CAPTURING a couple in trouble and one about to get there, this was an intriguing look at life for the Walmart generation.
An explosive opening argument between a seemingly hapless Greg (Rhys Hekimian) and his girlfriend of four years, the borderline psychotic Steph (Alana Denham-Preston) was hypnotic. It launched the audience directly into the passenger seat of a story all about those fights people have, when they need to get out of each other’s lives.
Unable to be in love amidst the conflict of clashing into frustration and personal limit, it became obvious something was about to break. Probably the blood vessels in Steph’s temples.
A basic set, allowing the actors to charge about and become one with the space, each nibble at their lives brought attention closer to the play, and its basic lens on to poor male behaviour and some ladies who can only react and respond.
With Greg’s character, finding himself doing more of the bouncing back from every other character’s vortex of arrogance and confusion – he became a neutral ground for letting the voice of reason and moral truth surface through the play.

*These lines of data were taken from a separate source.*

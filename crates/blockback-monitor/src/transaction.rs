//! Atomic multi-action batches.
//!
//! A transaction is a sequence of `{type, data}` actions submitted as one
//! `transaction` command; the protocol guarantees all-or-nothing commit.
//! Building an action normalizes its field names against the resolved form
//! of the verb: stable verbs take unmarked fields (marked spellings are
//! stripped, null values dropped), experimental verbs take the marked
//! spelling of the fields the registry lists.

use crate::command::{CommandForm, ResolvedCommand};
use crate::error::{MonitorError, Result};
use crate::Monitor;
use serde::Serialize;
use serde_json::{Map, Value};

/// One action inside an atomic batch.
#[derive(Debug, Clone, Serialize)]
pub struct TransactionAction {
    /// Concrete verb, as resolved by the negotiator.
    #[serde(rename = "type")]
    pub action_type: String,
    /// Normalized argument object.
    pub data: Map<String, Value>,
}

impl TransactionAction {
    /// Builds an action for a resolved command, normalizing field names to
    /// match the verb's form.
    #[must_use]
    pub fn build(command: &ResolvedCommand, data: Map<String, Value>) -> Self {
        let data = match command.form {
            CommandForm::Stable => normalize_stable(&command.prefix, data),
            CommandForm::Experimental => {
                normalize_experimental(&command.prefix, command.experimental_fields, data)
            }
        };
        Self {
            action_type: command.verb.clone(),
            data,
        }
    }

    /// Builds an action from a typed request body.
    ///
    /// Fails if the request does not serialize to an object.
    pub fn from_request<T: Serialize>(command: &ResolvedCommand, request: &T) -> Result<Self> {
        let value =
            serde_json::to_value(request).map_err(|e| MonitorError::protocol(e.to_string()))?;
        let Value::Object(data) = value else {
            return Err(MonitorError::protocol(format!(
                "transaction action for '{}' must be an object",
                command.verb
            )));
        };
        Ok(Self::build(command, data))
    }
}

/// Stable verbs take unmarked field names: drop null values and strip the
/// experimental marker from any marked keys.
fn normalize_stable(prefix: &str, data: Map<String, Value>) -> Map<String, Value> {
    let mut out = Map::with_capacity(data.len());
    for (key, value) in data {
        if value.is_null() {
            continue;
        }
        match key.strip_prefix(prefix) {
            Some(stripped) => out.insert(stripped.to_string(), value),
            None => out.insert(key, value),
        };
    }
    out
}

/// Experimental verbs take the marked spelling of the registered optional
/// fields.
fn normalize_experimental(
    prefix: &str,
    fields: &[&str],
    data: Map<String, Value>,
) -> Map<String, Value> {
    let mut out = Map::with_capacity(data.len());
    for (key, value) in data {
        if fields.contains(&key.as_str()) {
            out.insert(format!("{prefix}{key}"), value);
        } else {
            out.insert(key, value);
        }
    }
    out
}

/// An atomic batch of actions.
#[derive(Debug, Default)]
pub struct Transaction {
    actions: Vec<TransactionAction>,
}

impl Transaction {
    /// Creates an empty transaction.
    #[must_use]
    pub fn new() -> Self {
        Self::default()
    }

    /// Appends an action.
    pub fn push(&mut self, action: TransactionAction) {
        self.actions.push(action);
    }

    /// Number of accumulated actions.
    #[must_use]
    pub fn len(&self) -> usize {
        self.actions.len()
    }

    /// Returns true when no actions have been accumulated.
    #[must_use]
    pub fn is_empty(&self) -> bool {
        self.actions.is_empty()
    }

    /// Submits the batch as one atomic `transaction` command.
    pub async fn submit(self, monitor: &dyn Monitor) -> Result<()> {
        let actions =
            serde_json::to_value(&self.actions).map_err(|e| MonitorError::protocol(e.to_string()))?;
        let mut args = Map::new();
        args.insert("actions".to_string(), actions);
        monitor.send("transaction", Value::Object(args)).await?;
        Ok(())
    }
}

#[cfg(test)]
mod tests {
    use super::*;

    fn stable(verb: &str) -> ResolvedCommand {
        ResolvedCommand {
            verb: verb.to_string(),
            form: CommandForm::Stable,
            prefix: "x-".to_string(),
            experimental_fields: &[],
        }
    }

    fn experimental(verb: &str, fields: &'static [&'static str]) -> ResolvedCommand {
        ResolvedCommand {
            verb: format!("x-{verb}"),
            form: CommandForm::Experimental,
            prefix: "x-".to_string(),
            experimental_fields: fields,
        }
    }

    fn object(value: Value) -> Map<String, Value> {
        value.as_object().cloned().expect("object literal")
    }

    #[test]
    fn test_stable_action_strips_marked_keys_and_nulls() {
        let cmd = stable("block-dirty-bitmap-add");
        let data = object(serde_json::json!({
            "node": "d0",
            "name": "b1",
            "x-disabled": true,
            "persistent": null,
        }));
        let action = TransactionAction::build(&cmd, data);
        assert_eq!(action.action_type, "block-dirty-bitmap-add");
        assert_eq!(action.data["disabled"], true);
        assert!(!action.data.contains_key("x-disabled"));
        assert!(!action.data.contains_key("persistent"));
    }

    #[test]
    fn test_experimental_action_promotes_registered_fields() {
        let cmd = experimental("block-dirty-bitmap-add", &["disabled"]);
        let data = object(serde_json::json!({
            "node": "d0",
            "name": "b1",
            "disabled": true,
        }));
        let action = TransactionAction::build(&cmd, data);
        assert_eq!(action.action_type, "x-block-dirty-bitmap-add");
        assert_eq!(action.data["x-disabled"], true);
        assert!(!action.data.contains_key("disabled"));
        assert_eq!(action.data["node"], "d0");
    }

    #[test]
    fn test_action_serializes_with_type_and_data() {
        let cmd = stable("blockdev-backup");
        let data = object(serde_json::json!({"device": "d0", "target": "t0", "sync": "full"}));
        let action = TransactionAction::build(&cmd, data);
        let value = serde_json::to_value(&action).unwrap();
        assert_eq!(value["type"], "blockdev-backup");
        assert_eq!(value["data"]["sync"], "full");
    }

    #[test]
    fn test_from_request_rejects_non_object() {
        let cmd = stable("blockdev-backup");
        let err = TransactionAction::from_request(&cmd, &"scalar").unwrap_err();
        assert!(err.to_string().contains("must be an object"));
    }
}
//! Block node construction.
//!
//! A backup target is a pair of graph nodes: a protocol-layer node over the
//! raw backing file, and a format-layer node on top of it. The protocol
//! separates allocating storage (an asynchronous `blockdev-create` job) from
//! inserting the node into the graph (`blockdev-add`), so building a target
//! takes four stages:
//!
//! 1. create the backing file (job: await + dismiss)
//! 2. add the protocol node
//! 3. create the format layer (job: await + dismiss), chained onto a
//!    backing image when requested
//! 4. add the format node — its name is the backup target thereafter
//!
//! A failure aborts the remaining stages and names the stage that failed.
//! Nothing is rolled back; partially created files may need
//! provisioner-level cleanup by the caller.

use crate::error::{BackupError, Result};
use crate::id;
use crate::job::JobTracker;
use blockback_monitor::qmp::{self, AddOptions, BlockdevCreateRequest, CreateOptions};
use blockback_monitor::Monitor;
use std::fmt;
use std::path::PathBuf;
use std::sync::Arc;
use std::time::Duration;

/// Construction stage, named in `NodeCreationFailed` errors.
#[derive(Debug, Clone, Copy, PartialEq, Eq)]
pub enum Stage {
    /// Allocating the raw backing file.
    CreateBackingStore,
    /// Inserting the protocol-layer node.
    AddProtocolNode,
    /// Formatting the protocol node.
    CreateFormatLayer,
    /// Inserting the format-layer node.
    AddFormatNode,
}

impl fmt::Display for Stage {
    fn fmt(&self, f: &mut fmt::Formatter<'_>) -> fmt::Result {
        let name = match self {
            Self::CreateBackingStore => "create-backing-store",
            Self::AddProtocolNode => "add-protocol-node",
            Self::CreateFormatLayer => "create-format-layer",
            Self::AddFormatNode => "add-format-node",
        };
        f.write_str(name)
    }
}

/// Chain link to a previous backup target.
#[derive(Debug, Clone)]
pub struct BackingSpec {
    /// Node name of the previous target.
    pub node: String,
    /// On-disk path of the previous target's image.
    pub file: PathBuf,
}

/// What to build.
#[derive(Debug, Clone)]
pub struct TargetSpec {
    /// On-disk path for the new image file.
    pub filename: PathBuf,
    /// Virtual size of the format layer, in bytes.
    pub size: u64,
    /// Previous target to chain onto, for incremental targets.
    pub backing: Option<BackingSpec>,
    /// Format-layer cluster size, when configured.
    pub cluster_size: Option<u64>,
}

/// A fully constructed target node pair.
#[derive(Debug, Clone)]
pub struct CreatedNode {
    /// Format-layer node name; used as the backup target.
    pub node_name: String,
    /// Protocol-layer node name underneath it.
    pub protocol_node: String,
    /// On-disk path of the image file.
    pub filename: PathBuf,
}

/// Builds backing-file + format-layer node pairs.
#[derive(Clone)]
pub struct BlockNodeBuilder {
    monitor: Arc<dyn Monitor>,
    jobs: JobTracker,
    job_timeout: Duration,
}

impl BlockNodeBuilder {
    /// Creates a builder that awaits creation jobs within `job_timeout`.
    #[must_use]
    pub fn new(monitor: Arc<dyn Monitor>, jobs: JobTracker, job_timeout: Duration) -> Self {
        Self {
            monitor,
            jobs,
            job_timeout,
        }
    }

    /// Builds a target node pair, returning the format-layer node name to
    /// back up into.
    pub async fn create_target(&self, spec: &TargetSpec) -> Result<CreatedNode> {
        let node_name = id::prefixed_id("target");
        let protocol_node = format!("{node_name}-file");
        let filename = spec.filename.to_string_lossy().into_owned();
        tracing::info!(
            node = %node_name,
            file = %filename,
            backing = spec.backing.as_ref().map(|b| b.node.as_str()),
            "creating backup target node"
        );

        self.create_backing_store(&filename)
            .await
            .map_err(|e| BackupError::at_stage(Stage::CreateBackingStore, e))?;

        self.add_node(AddOptions::File {
            node_name: protocol_node.clone(),
            filename: filename.clone(),
        })
        .await
        .map_err(|e| BackupError::at_stage(Stage::AddProtocolNode, e))?;

        self.create_format_layer(&protocol_node, spec)
            .await
            .map_err(|e| BackupError::at_stage(Stage::CreateFormatLayer, e))?;

        self.add_node(AddOptions::Qcow2 {
            node_name: node_name.clone(),
            file: protocol_node.clone(),
            backing: spec.backing.as_ref().map(|b| b.node.clone()),
        })
        .await
        .map_err(|e| BackupError::at_stage(Stage::AddFormatNode, e))?;

        Ok(CreatedNode {
            node_name,
            protocol_node,
            filename: spec.filename.clone(),
        })
    }

    async fn create_backing_store(&self, filename: &str) -> Result<()> {
        let job_id = id::random_id();
        let request = BlockdevCreateRequest {
            job_id: job_id.clone(),
            // The raw file is grown by the format layer; it starts empty.
            options: CreateOptions::File {
                filename: filename.to_string(),
                size: 0,
            },
        };
        qmp::blockdev_create(self.monitor.as_ref(), &request).await?;
        self.jobs
            .await_concluded_and_dismiss(&job_id, self.job_timeout)
            .await
    }

    async fn create_format_layer(&self, protocol_node: &str, spec: &TargetSpec) -> Result<()> {
        let job_id = id::random_id();
        let request = BlockdevCreateRequest {
            job_id: job_id.clone(),
            options: CreateOptions::Qcow2 {
                file: protocol_node.to_string(),
                size: spec.size,
                backing_file: spec
                    .backing
                    .as_ref()
                    .map(|b| b.file.to_string_lossy().into_owned()),
                backing_fmt: spec.backing.as_ref().map(|_| "qcow2".to_string()),
                cluster_size: spec.cluster_size,
            },
        };
        qmp::blockdev_create(self.monitor.as_ref(), &request).await?;
        self.jobs
            .await_concluded_and_dismiss(&job_id, self.job_timeout)
            .await
    }

    async fn add_node(&self, options: AddOptions) -> Result<()> {
        qmp::blockdev_add(self.monitor.as_ref(), &options).await?;
        tracing::debug!(node = options.node_name(), "node added to block graph");
        Ok(())
    }
}

#[cfg(test)]
mod tests {
    use super::*;
    use blockback_monitor::testing::FakeMonitor;

    const POLL: Duration = Duration::from_millis(10);
    const TIMEOUT: Duration = Duration::from_secs(5);

    fn builder(fake: &Arc<FakeMonitor>) -> BlockNodeBuilder {
        let monitor = Arc::clone(fake) as Arc<dyn Monitor>;
        let jobs = JobTracker::new(Arc::clone(&monitor), POLL);
        BlockNodeBuilder::new(monitor, jobs, TIMEOUT)
    }

    fn spec(filename: &str) -> TargetSpec {
        TargetSpec {
            filename: PathBuf::from(filename),
            size: 1 << 30,
            backing: None,
            cluster_size: None,
        }
    }

    #[tokio::test(start_paused = true)]
    async fn test_create_target_registers_exactly_one_node() {
        let fake = Arc::new(FakeMonitor::new());
        let created = builder(&fake)
            .create_target(&spec("/imgs/t0.qcow2"))
            .await
            .unwrap();
        let nodes = qmp::query_named_block_nodes(fake.as_ref()).await.unwrap();
        let matching: Vec<_> = nodes
            .iter()
            .filter(|n| n.node_name == created.node_name)
            .collect();
        assert_eq!(matching.len(), 1);
        assert_eq!(matching[0].drv, "qcow2");
        assert!(fake.node_exists(&created.protocol_node));
    }

    #[tokio::test(start_paused = true)]
    async fn test_creation_jobs_are_dismissed() {
        let fake = Arc::new(FakeMonitor::new());
        builder(&fake)
            .create_target(&spec("/imgs/t0.qcow2"))
            .await
            .unwrap();
        let jobs = qmp::query_jobs(fake.as_ref()).await.unwrap();
        assert!(jobs.is_empty());
    }

    #[tokio::test(start_paused = true)]
    async fn test_chained_target_references_backing() {
        let fake = Arc::new(FakeMonitor::new());
        let builder = builder(&fake);
        let base = builder.create_target(&spec("/imgs/t0.qcow2")).await.unwrap();
        let mut chained = spec("/imgs/t1.qcow2");
        chained.backing = Some(BackingSpec {
            node: base.node_name.clone(),
            file: base.filename.clone(),
        });
        let incr = builder.create_target(&chained).await.unwrap();
        let info = qmp::find_block_node(fake.as_ref(), &incr.node_name)
            .await
            .unwrap()
            .unwrap();
        assert_eq!(info.backing_file.as_deref(), Some("/imgs/t0.qcow2"));
    }

    #[tokio::test(start_paused = true)]
    async fn test_failure_names_the_failing_stage() {
        let fake = Arc::new(FakeMonitor::new());
        let mut bad = spec("/imgs/t1.qcow2");
        // Chains onto an image that was never created.
        bad.backing = Some(BackingSpec {
            node: "ghost".to_string(),
            file: PathBuf::from("/imgs/ghost.qcow2"),
        });
        let err = builder(&fake).create_target(&bad).await.unwrap_err();
        match err {
            BackupError::NodeCreationFailed { stage, .. } => {
                assert_eq!(stage, Stage::CreateFormatLayer);
            }
            other => panic!("expected NodeCreationFailed, got {other}"),
        }
    }

    #[tokio::test(start_paused = true)]
    async fn test_first_stage_failure_aborts_remaining_stages() {
        let fake = Arc::new(FakeMonitor::without_command("blockdev-create"));
        let err = builder(&fake)
            .create_target(&spec("/imgs/t0.qcow2"))
            .await
            .unwrap_err();
        match err {
            BackupError::NodeCreationFailed { stage, .. } => {
                assert_eq!(stage, Stage::CreateBackingStore);
            }
            other => panic!("expected NodeCreationFailed, got {other}"),
        }
        assert_eq!(fake.sent_count("blockdev-add"), 0);
    }
}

As much about body image as it was about disentanglement and pride – like a Greek tragedy that tends to leave you thinking some lessons have been learnt, in this play no one truly wins. Except perhaps the non-pretty girl, who had to let her ideas of love and herself go, as she journeyed into a life that would bring her closer to her idea of happiness.
Kent (Ryan Erlandsen) was a bolshy bad boy obsessed with appearance and his appendage, and held his own strongly amidst a cast of clever actors. Denham-Preston, who couldn’t bear not to be appreciated, was a firecracker about to explode at any second, crackling her hardship out in an invective that had you paying attention to her every word.

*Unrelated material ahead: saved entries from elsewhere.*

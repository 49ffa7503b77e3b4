//! # blockback-monitor
//!
//! Monitor abstraction for the blockback engine.
//!
//! This crate owns everything that touches the block-layer control protocol
//! directly:
//!
//! - [`Monitor`]: the single-method seam through which every protocol command
//!   is issued. Transport bindings live behind this trait; the engine never
//!   sees sockets or framing.
//! - [`command`]: the command registry and [`CommandNegotiator`], which map a
//!   logical command name to the concrete verb (stable or `x-` experimental)
//!   supported by the connected monitor.
//! - [`transaction`]: atomic multi-action batches with stable/experimental
//!   field normalization.
//! - [`qmp`]: typed request and response structures plus thin command
//!   wrappers over [`Monitor::send`].
//! - [`testing`]: an in-memory [`FakeMonitor`](testing::FakeMonitor) that
//!   models nodes, bitmaps, and jobs, for tests that drive the engine
//!   without a live block layer.

#![warn(clippy::all, clippy::pedantic, clippy::nursery)]
#![allow(clippy::module_name_repetitions, clippy::missing_errors_doc)]

pub mod command;
pub mod error;
pub mod qmp;
pub mod testing;
pub mod transaction;

pub use command::{CommandForm, CommandNegotiator, ResolvedCommand};
pub use error::{MonitorError, Result};
pub use transaction::{Transaction, TransactionAction};

use async_trait::async_trait;
use serde_json::Value;

/// The control-protocol seam.
///
/// A monitor accepts one command at a time and returns the structured
/// response. Implementations are serialized request/response channels; the
/// engine never issues logically dependent commands concurrently.
#[async_trait]
pub trait Monitor: Send + Sync {
    /// Sends one protocol command and returns its `return` payload.
    ///
    /// `arguments` is the command's argument object, or `Value::Null` for
    /// commands that take none. A protocol-level error response surfaces as
    /// [`MonitorError::CommandFailed`].
    async fn send(&self, verb: &str, arguments: Value) -> Result<Value>;
}
//! Error types for the backup engine.

use blockback_error::CommonError;
use blockback_monitor::MonitorError;
use thiserror::Error;

use crate::node::Stage;

/// Result type alias for engine operations.
pub type Result<T> = std::result::Result<T, BackupError>;

/// Errors that can occur while coordinating backups.
#[derive(Debug, Error)]
pub enum BackupError {
    /// Common errors (not found, already exists, invalid state, timeout).
    #[error(transparent)]
    Common(#[from] CommonError),

    /// Monitor-level failure (protocol error, rejected or unsupported
    /// command).
    #[error(transparent)]
    Monitor(#[from] MonitorError),

    /// A post-condition read-back did not observe the expected state.
    ///
    /// The protocol commands are fire-and-forget, so every mutating bitmap
    /// operation is confirmed by re-querying; a mismatch is a logic or
    /// environment fault and is never retried.
    #[error("invariant violation: {0}")]
    InvariantViolation(String),

    /// Target node construction failed partway through.
    ///
    /// Artifacts from earlier stages are not rolled back; cleanup is the
    /// caller's responsibility.
    #[error("node creation failed at stage '{stage}': {source}")]
    NodeCreationFailed {
        /// The stage that failed.
        stage: Stage,
        /// The underlying failure.
        #[source]
        source: Box<BackupError>,
    },
}

impl BackupError {
    /// Creates a new not found error.
    #[must_use]
    pub fn not_found(resource: impl Into<String>) -> Self {
        Self::Common(CommonError::not_found(resource))
    }

    /// Creates a new already exists error.
    #[must_use]
    pub fn already_exists(resource: impl Into<String>) -> Self {
        Self::Common(CommonError::already_exists(resource))
    }

    /// Creates a new invalid state error.
    #[must_use]
    pub fn invalid_state(msg: impl Into<String>) -> Self {
        Self::Common(CommonError::invalid_state(msg))
    }

    /// Creates a new timeout error.
    #[must_use]
    pub fn timeout(msg: impl Into<String>) -> Self {
        Self::Common(CommonError::timeout(msg))
    }

    /// Creates a new invariant violation.
    #[must_use]
    pub fn invariant(msg: impl Into<String>) -> Self {
        Self::InvariantViolation(msg.into())
    }

    /// Wraps a failure with the node-construction stage it occurred in.
    #[must_use]
    pub fn at_stage(stage: Stage, source: Self) -> Self {
        Self::NodeCreationFailed {
            stage,
            source: Box::new(source),
        }
    }

    /// Returns true if this is a not found error.
    #[must_use]
    pub const fn is_not_found(&self) -> bool {
        matches!(self, Self::Common(CommonError::NotFound(_)))
    }

    /// Returns true if this is an invariant violation.
    #[must_use]
    pub const fn is_invariant_violation(&self) -> bool {
        matches!(self, Self::InvariantViolation(_))
    }

    /// Returns true if this is a timeout.
    #[must_use]
    pub const fn is_timeout(&self) -> bool {
        matches!(self, Self::Common(CommonError::Timeout(_)))
    }

    /// Returns true if this is an invalid state error.
    #[must_use]
    pub const fn is_invalid_state(&self) -> bool {
        matches!(self, Self::Common(CommonError::InvalidState(_)))
    }
}

impl From<std::io::Error> for BackupError {
    fn from(err: std::io::Error) -> Self {
        Self::Common(CommonError::from(err))
    }
}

I’m not sure the American accents worked all the time. They were a little generic. I sat wondering if an Australian conversion might work. Like making a left-hand drive car become a right, so you didn’t need a sign on it to drive the car in Australia. Of course, it was not that bad at all, and did suit LaBute’s text.

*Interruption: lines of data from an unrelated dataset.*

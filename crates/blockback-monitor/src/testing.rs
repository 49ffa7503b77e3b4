//! In-memory monitor double for tests.
//!
//! [`FakeMonitor`] models the slice of block-layer state this engine talks
//! to: named nodes, dirty bitmaps (as sets of dirty granules), asynchronous
//! jobs that conclude after a few polls, and atomic transactions. Tests seed
//! a source device, mark guest writes with [`FakeMonitor::write`], and drive
//! the engine through the ordinary [`Monitor`] seam.

use crate::error::{MonitorError, Result};
use crate::qmp::JobStatus;
use crate::Monitor;
use async_trait::async_trait;
use serde_json::{json, Value};
use sha2::{Digest, Sha256};
use std::collections::{BTreeMap, BTreeSet, HashMap, HashSet};
use std::sync::Mutex;

/// Bitmap granularity modeled by the fake, in bytes.
pub const GRANULARITY: u64 = 65536;

/// Polls a creation job stays non-terminal before concluding.
const CREATE_JOB_POLLS: u32 = 1;
/// Polls a backup job stays non-terminal before concluding.
const BACKUP_JOB_POLLS: u32 = 2;

const STABLE_COMMANDS: &[&str] = &[
    "query-commands",
    "blockdev-create",
    "blockdev-add",
    "blockdev-backup",
    "block-dirty-bitmap-add",
    "block-dirty-bitmap-disable",
    "block-dirty-bitmap-clear",
    "block-dirty-bitmap-remove",
    "block-dirty-bitmap-merge",
    "query-named-block-nodes",
    "query-block",
    "query-jobs",
    "job-dismiss",
    "transaction",
    "debug-block-dirty-bitmap-sha256",
];

#[derive(Debug, Clone)]
struct NodeRec {
    driver: String,
    filename: Option<String>,
    backing: Option<String>,
}

#[derive(Debug, Clone, Default)]
struct BitmapRec {
    /// Dirty granule indexes. Count and sha256 derive from this set only,
    /// so a merged bitmap digests identically to a single bitmap that
    /// tracked the same writes.
    regions: BTreeSet<u64>,
    recording: bool,
    persistent: bool,
}

#[derive(Debug, Clone)]
struct JobRec {
    status: JobStatus,
    remaining_polls: u32,
}

#[derive(Debug, Clone, Default)]
struct FakeState {
    commands: HashSet<String>,
    nodes: BTreeMap<String, NodeRec>,
    bitmaps: BTreeMap<String, BTreeMap<String, BitmapRec>>,
    jobs: BTreeMap<String, JobRec>,
    /// Filenames allocated by `blockdev-create` with the file driver.
    files: HashSet<String>,
    /// Bitmaps that ignore clear and remove, for post-condition tests.
    sticky: HashSet<(String, String)>,
}

/// In-memory [`Monitor`] implementation.
pub struct FakeMonitor {
    state: Mutex<FakeState>,
    sent: Mutex<HashMap<String, usize>>,
}

impl Default for FakeMonitor {
    fn default() -> Self {
        Self::new()
    }
}

impl FakeMonitor {
    /// A monitor advertising the full stable command set.
    #[must_use]
    pub fn new() -> Self {
        let state = FakeState {
            commands: STABLE_COMMANDS.iter().map(ToString::to_string).collect(),
            ..FakeState::default()
        };
        Self {
            state: Mutex::new(state),
            sent: Mutex::new(HashMap::new()),
        }
    }

    /// A monitor whose bitmap merge and disable commands only exist under
    /// the experimental spelling.
    #[must_use]
    pub fn with_experimental_bitmaps() -> Self {
        let fake = Self::new();
        {
            let mut state = fake.state.lock().expect("fake state lock");
            for verb in ["block-dirty-bitmap-merge", "block-dirty-bitmap-disable"] {
                state.commands.remove(verb);
                state.commands.insert(format!("x-{verb}"));
            }
        }
        fake
    }

    /// A monitor that does not advertise `verb` at all.
    #[must_use]
    pub fn without_command(verb: &str) -> Self {
        let fake = Self::new();
        fake.state
            .lock()
            .expect("fake state lock")
            .commands
            .remove(verb);
        fake
    }

    /// Seeds a source device node, as if a guest disk were already attached.
    pub fn insert_device(&self, node: &str) {
        let mut state = self.state.lock().expect("fake state lock");
        state.nodes.insert(
            node.to_string(),
            NodeRec {
                driver: "qcow2".to_string(),
                filename: None,
                backing: None,
            },
        );
        state.bitmaps.entry(node.to_string()).or_default();
    }

    /// Marks guest writes: every recording bitmap on the node picks up the
    /// given dirty granules.
    pub fn write(&self, node: &str, granules: &[u64]) {
        let mut state = self.state.lock().expect("fake state lock");
        let Some(bitmaps) = state.bitmaps.get_mut(node) else {
            return;
        };
        for rec in bitmaps.values_mut() {
            if rec.recording {
                rec.regions.extend(granules.iter().copied());
            }
        }
    }

    /// Makes a bitmap resist clear and remove, to exercise the engine's
    /// post-condition checks.
    pub fn make_sticky(&self, node: &str, name: &str) {
        self.state
            .lock()
            .expect("fake state lock")
            .sticky
            .insert((node.to_string(), name.to_string()));
    }

    /// Number of times `verb` has been sent.
    #[must_use]
    pub fn sent_count(&self, verb: &str) -> usize {
        self.sent
            .lock()
            .expect("fake sent lock")
            .get(verb)
            .copied()
            .unwrap_or(0)
    }

    /// Whether a node with this name exists in the graph.
    #[must_use]
    pub fn node_exists(&self, node: &str) -> bool {
        self.state
            .lock()
            .expect("fake state lock")
            .nodes
            .contains_key(node)
    }

    /// Whether a job with this id is still in the job list.
    #[must_use]
    pub fn job_exists(&self, job_id: &str) -> bool {
        self.state
            .lock()
            .expect("fake state lock")
            .jobs
            .contains_key(job_id)
    }

    /// Dirty-byte count of a bitmap, or `None` if it does not exist.
    #[must_use]
    pub fn dirty_count(&self, node: &str, name: &str) -> Option<u64> {
        let state = self.state.lock().expect("fake state lock");
        let rec = state.bitmaps.get(node)?.get(name)?;
        Some(rec.regions.len() as u64 * GRANULARITY)
    }
}

#[async_trait]
impl Monitor for FakeMonitor {
    async fn send(&self, verb: &str, arguments: Value) -> Result<Value> {
        {
            let mut sent = self
                .sent
                .lock()
                .map_err(|_| MonitorError::protocol("fake sent lock poisoned"))?;
            *sent.entry(verb.to_string()).or_insert(0) += 1;
        }
        let mut state = self
            .state
            .lock()
            .map_err(|_| MonitorError::protocol("fake state lock poisoned"))?;
        if !state.commands.contains(verb) {
            return Err(MonitorError::command_failed(
                verb,
                format!("The command {verb} has not been found"),
            ));
        }
        apply_command(&mut state, verb, &arguments)
    }
}

fn fail(verb: &str, desc: impl Into<String>) -> MonitorError {
    MonitorError::command_failed(verb, desc)
}

fn require_str<'a>(verb: &str, args: &'a Value, key: &str) -> Result<&'a str> {
    args.get(key)
        .and_then(Value::as_str)
        .ok_or_else(|| fail(verb, format!("missing argument '{key}'")))
}

fn require_u64(verb: &str, args: &Value, key: &str) -> Result<u64> {
    args.get(key)
        .and_then(Value::as_u64)
        .ok_or_else(|| fail(verb, format!("missing argument '{key}'")))
}

fn bitmap_rec<'a>(
    verb: &str,
    state: &'a mut FakeState,
    node: &str,
    name: &str,
) -> Result<&'a mut BitmapRec> {
    state
        .bitmaps
        .get_mut(node)
        .and_then(|m| m.get_mut(name))
        .ok_or_else(|| fail(verb, format!("bitmap '{name}' not found on node '{node}'")))
}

The very clever Lexi Sekuless, as Carly, had the most endearing characterisation, and played it like a clever pin-up girl who had grown up a bit. She won best actor for the evening, with a delicate and addictive performance.
Director Tim Sekuless might have thought about finding opportunity to run the script a little deeper – as the interplay between each character at times seemed unbalanced.
A play of many lines, and much working-class man/woman activity, the moral to the story goes a little something like: don’t annoy your partner, or disappoint them, or you might just end up in a fight and have your life changed forever.